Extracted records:

#####

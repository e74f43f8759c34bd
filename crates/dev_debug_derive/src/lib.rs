//! Procedural macros for dev_debug
//!
//! `#[derive(Inspect)]` implements `dev_debug::Inspect` and, for structs and
//! enums with data, `dev_debug::Object`.

use proc_macro::TokenStream;

mod attrs;
mod inspect;

/// Derive macro for `dev_debug::Inspect`.
///
/// Structs become keyed structures whose fields are tagged by their Rust
/// visibility: `pub` is public, `pub(crate)`/`pub(super)`/`pub(in ..)` is
/// protected, everything else is private. Unit enum variants normalize to
/// their name; variants with data become structures named `Type::Variant`.
///
/// # Attributes
///
/// - `#[inspect(name = "...")]` on the type - Replaces the reported type name
/// - `#[inspect(skip)]` - Leave the field out
/// - `#[inspect(rename = "...")]` - Report the field under another name
/// - `#[inspect(visibility = "public" | "protected" | "private")]` - Override the tag
/// - `#[inspect(parent)]` - The field embeds a base structure; its fields are
///   reported as inherited fields
/// - `#[inspect(id)]` - A `dev_debug::ObjectId` field used as the identity token
///
/// # Example
///
/// ```ignore
/// #[derive(Inspect)]
/// struct Admin {
///     #[inspect(parent)]
///     user: User,
///     pub(crate) permissions: Vec<String>,
///     #[inspect(skip)]
///     session_key: String,
/// }
/// ```
#[proc_macro_derive(Inspect, attributes(inspect))]
pub fn derive_inspect(input: TokenStream) -> TokenStream {
    inspect::derive_inspect_impl(input)
}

#####

Work order: Copy every line above in which the string "visibility" shows up.

Reply to the exercise:
/// visibility: `pub` is public, `pub(crate)`/`pub(super)`/`pub(in ..)` is
/// - `#[inspect(visibility = "public" | "protected" | "private")]` - Override the tag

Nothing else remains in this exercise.